The long-awaited Trans Mountain pipeline expansion is complete and the Canada Energy Regulator has given the go-ahead for the project to open.

The regulator said Tuesday it has approved the last remaining "leave to open" applications submitted by Trans Mountain Corp., the Crown corporation behind the project. Approval of these applications was required before the expanded pipeline could begin shipping oil. 

Also on Tuesday, Trans Mountain confirmed that Wednesday, May 1 will mark the commercial start date for the expansion. 

However, due to logistics and marine timing, the first transport ship is not expected to load with oil from the new line for export until the middle of May, a Trans Mountain Corp. spokesperson said.

The regulator's announcement marks the end of a 12-year journey. First proposed in 2012 by Kinder Morgan Canada, the pipeline expansion has been one of the most costly and controversial infrastructure projects in Canadian history. 

The project — which was bought by the federal government in 2018 after Kinder Morgan threatened to scuttle the project in the wake of ongoing Indigenous and environmental opposition — twins the existing Trans Mountain oil pipeline system from Alberta to the B.C. coast. 

It increases the system's shipping capacity from 300,000 barrels per day to 890,00 barrels per day, and will help open up global export markets for Canadian oil. That in turn is expected to help improve the price Canadian oil companies receive for their product.

But the pipeline's construction was marred by delays and cost overruns, ultimately taking four years to build and racking up a total cost of more than $34 billion. 
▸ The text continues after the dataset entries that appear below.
//! The recompute session.
//!
//! Wraps the assembler behind a debounced, cancellable background
//! contract: every parameter drag updates the pending (ghost) snapshot
//! immediately and restarts the debounce window; when the window
//! expires the snapshot is committed and one assemble runs off the
//! caller's thread. Commits carry a monotonically increasing generation
//! and a completed result is published only while its generation is
//! still the newest; superseded results are dropped on arrival
//! (last-write-wins, cooperative cancellation).
//!
//! The published `PatternDocument` slot has exactly one writer (the
//! worker); consumers watch it and clone the `Arc` before exporting, so
//! an export never observes a document mid-replacement.

use std::sync::Arc;
use std::time::Duration;

use parking_lot::RwLock;
use tokio::sync::{mpsc, watch};
use tokio::time::{sleep_until, Instant};
use tracing::{debug, trace, warn};

use patternkit_core::{
    BrandStyle, DesignParameters, DraftError, PatternDocument, PipelineError,
};
use patternkit_drafting::assemble;

use crate::ghost::GhostDelta;

/// Reference debounce window between the last drag event and a commit.
pub const DEFAULT_DEBOUNCE: Duration = Duration::from_millis(300);

/// Session configuration.
#[derive(Debug, Clone)]
pub struct SessionConfig {
    /// Initial garment description.
    pub garment: String,
    /// Initial brand.
    pub brand: BrandStyle,
    /// Initial committed parameters.
    pub params: DesignParameters,
    /// Debounce window; tests shorten this.
    pub debounce: Duration,
    /// Artificial delay added to every assemble, for exercising
    /// supersession under a realistic compute cost. Zero in production.
    pub compute_delay: Duration,
}

impl SessionConfig {
    /// Config for the given garment and brand, neutral parameters.
    pub fn new(garment: impl Into<String>, brand: BrandStyle) -> Self {
        Self {
            garment: garment.into(),
            brand,
            params: DesignParameters::neutral(),
            debounce: DEFAULT_DEBOUNCE,
            compute_delay: Duration::ZERO,
        }
    }
}

/// Worker lifecycle, for logging and introspection.
#[derive(Debug, Clone, Copy, PartialEq, Eq)]
enum SessionState {
    Idle,
    Pending,
    Computing,
}

enum Command {
    Params(DesignParameters),
    Garment(String),
    Brand(BrandStyle),
    Shutdown,
}

/// Committed vs pending parameter snapshots. Never merged until a
/// commit event fires; the ghost delta is derived by comparing them.
#[derive(Debug, Clone, Copy)]
struct ParamSnapshots {
    committed: DesignParameters,
    pending: DesignParameters,
}

/// Handle to a running recompute session.
///
/// Cheap to clone; the session shuts down when [`SessionHandle::shutdown`]
/// is called or every handle has been dropped.
#[derive(Clone)]
pub struct SessionHandle {
    tx: mpsc::UnboundedSender<Command>,
    snapshots: Arc<RwLock<ParamSnapshots>>,
    doc_rx: watch::Receiver<Option<Arc<PatternDocument>>>,
}

impl SessionHandle {
    /// Records a parameter drag: the pending snapshot updates
    /// immediately (for ghost preview) and the debounce window restarts.
    pub fn update_params(&self, params: DesignParameters) -> Result<(), PipelineError> {
        self.snapshots.write().pending = params;
        self.send(Command::Params(params))
    }

    /// Changes the garment description; debounced like a drag.
    pub fn set_garment(&self, description: impl Into<String>) -> Result<(), PipelineError> {
        self.send(Command::Garment(description.into()))
    }

    /// Changes the brand; debounced like a drag.
    pub fn set_brand(&self, brand: BrandStyle) -> Result<(), PipelineError> {
        self.send(Command::Brand(brand))
    }

    /// Best-effort visual delta for the drag currently in progress.
    pub fn ghost(&self) -> GhostDelta {
        let snap = *self.snapshots.read();
        GhostDelta::between(&snap.committed, &snap.pending)
    }

    /// Watch stream of the current document. Starts at `None` and then
    /// always holds the result of the most recent committed parameters.
    pub fn documents(&self) -> watch::Receiver<Option<Arc<PatternDocument>>> {
        self.doc_rx.clone()
    }

    /// Snapshot of the current document, if one has been published.
    pub fn current_document(&self) -> Option<Arc<PatternDocument>> {
        self.doc_rx.borrow().clone()
    }

    /// Asks the worker to exit after the current computation.
    pub fn shutdown(&self) -> Result<(), PipelineError> {
        self.send(Command::Shutdown)
    }

    fn send(&self, cmd: Command) -> Result<(), PipelineError> {
        self.tx.send(cmd).map_err(|_| PipelineError::SessionClosed)
    }
}

/// Spawns a recompute session on the current tokio runtime.
///
/// The initial configuration is committed immediately, so a first
/// document appears without waiting for a drag event.
pub fn spawn_session(config: SessionConfig) -> SessionHandle {
    let (tx, rx) = mpsc::unbounded_channel();
    let (doc_tx, doc_rx) = watch::channel(None);
    let snapshots = Arc::new(RwLock::new(ParamSnapshots {
        committed: config.params,
        pending: config.params,
    }));

    let worker = Worker {
        garment: config.garment.clone(),
        brand: config.brand,
        pending: Some(config.params),
        generation: 0,
        state: SessionState::Idle,
        debounce: config.debounce,
        compute_delay: config.compute_delay,
        snapshots: Arc::clone(&snapshots),
        doc_tx,
    };
    tokio::spawn(worker.run(rx));

    SessionHandle { tx, snapshots, doc_rx }
}

struct Worker {
    garment: String,
    brand: BrandStyle,
    /// Parameters awaiting commit, if a drag happened since the last one.
    pending: Option<DesignParameters>,
    /// Generation of the newest commit; results from older generations
    /// are discarded on arrival.
    generation: u64,
    state: SessionState,
    debounce: Duration,
    compute_delay: Duration,
    snapshots: Arc<RwLock<ParamSnapshots>>,
    doc_tx: watch::Sender<Option<Arc<PatternDocument>>>,
}

type ComputeResult = (u64, Result<PatternDocument, DraftError>);

impl Worker {
    async fn run(mut self, mut rx: mpsc::UnboundedReceiver<Command>) {
        let (result_tx, mut result_rx) = mpsc::unbounded_channel::<ComputeResult>();

        // Commit the initial configuration right away.
        let mut deadline = Some(Instant::now());

        loop {
            // A dormant debounce arm needs some deadline to sleep on.
            let wake_at = deadline.unwrap_or_else(|| Instant::now() + Duration::from_secs(3600));

            tokio::select! {
                maybe_cmd = rx.recv() => {
                    match maybe_cmd {
                        Some(Command::Params(params)) => {
                            self.pending = Some(params);
                            deadline = Some(Instant::now() + self.debounce);
                            self.transition(SessionState::Pending);
                        }
                        Some(Command::Garment(description)) => {
                            self.garment = description;
                            if self.pending.is_none() {
                                self.pending = Some(self.snapshots.read().committed);
                            }
                            deadline = Some(Instant::now() + self.debounce);
                            self.transition(SessionState::Pending);
                        }
                        Some(Command::Brand(brand)) => {
                            self.brand = brand;
                            if self.pending.is_none() {
                                self.pending = Some(self.snapshots.read().committed);
                            }
                            deadline = Some(Instant::now() + self.debounce);
                            self.transition(SessionState::Pending);
                        }
                        Some(Command::Shutdown) | None => {
                            debug!("recompute session shutting down");
                            break;
                        }
                    }
                }

                _ = sleep_until(wake_at), if deadline.is_some() => {
                    deadline = None;
                    if let Some(params) = self.pending.take() {
                        self.commit(params, &result_tx);
                    }
                }

                Some((generation, result)) = result_rx.recv() => {
                    self.complete(generation, result);
                }
            }
        }
    }

    /// Commits the pending snapshot and launches one background draft.
    fn commit(&mut self, params: DesignParameters, result_tx: &mpsc::UnboundedSender<ComputeResult>) {
        self.generation += 1;
        self.snapshots.write().committed = params;
        self.transition(SessionState::Computing);
        debug!(generation = self.generation, "committing parameters");

        let generation = self.generation;
        let garment = self.garment.clone();
        let brand = self.brand;
        let delay = self.compute_delay;
        let tx = result_tx.clone();
        tokio::task::spawn_blocking(move || {
            if !delay.is_zero() {
                std::thread::sleep(delay);
            }
            let result = assemble(&garment, brand, &params);
            // Receiver gone means the session is shutting down.
            let _ = tx.send((generation, result));
        });
    }

    /// Publishes a finished draft unless a newer commit superseded it.
    fn complete(&mut self, generation: u64, result: Result<PatternDocument, DraftError>) {
        if generation != self.generation {
            trace!(
                generation,
                newest = self.generation,
                "dropping superseded recompute result"
            );
            return;
        }
        self.transition(SessionState::Idle);
        match result {
            Ok(doc) => {
                debug!(generation, style = %doc.style_name, "publishing document");
                // Single writer: replacing the slot is the only mutation.
                let _ = self.doc_tx.send(Some(Arc::new(doc)));
            }
            Err(err) => {
                // Previous document stays on screen.
                warn!(generation, error = %err, "recompute failed, keeping previous document");
            }
        }
    }

    fn transition(&mut self, next: SessionState) {
        if self.state != next {
            trace!(from = ?self.state, to = ?next, "session state");
            self.state = next;
        }
    }
}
The federal government, which purchased the pipeline for just $4.5 billion, has stated it does not intend to be the long-term owner of the project. It's widely expected to take a writedown if it sells.

The expansion project has also enabled Canada's oil industry to ramp up production in expectation of the additional takeaway capacity. 

A recent TD Economics report suggested Canadian oil production in 2024 could grow by between six and 10 per cent year-over-year, the equivalent of between 300,000 and 500,000 barrels per day.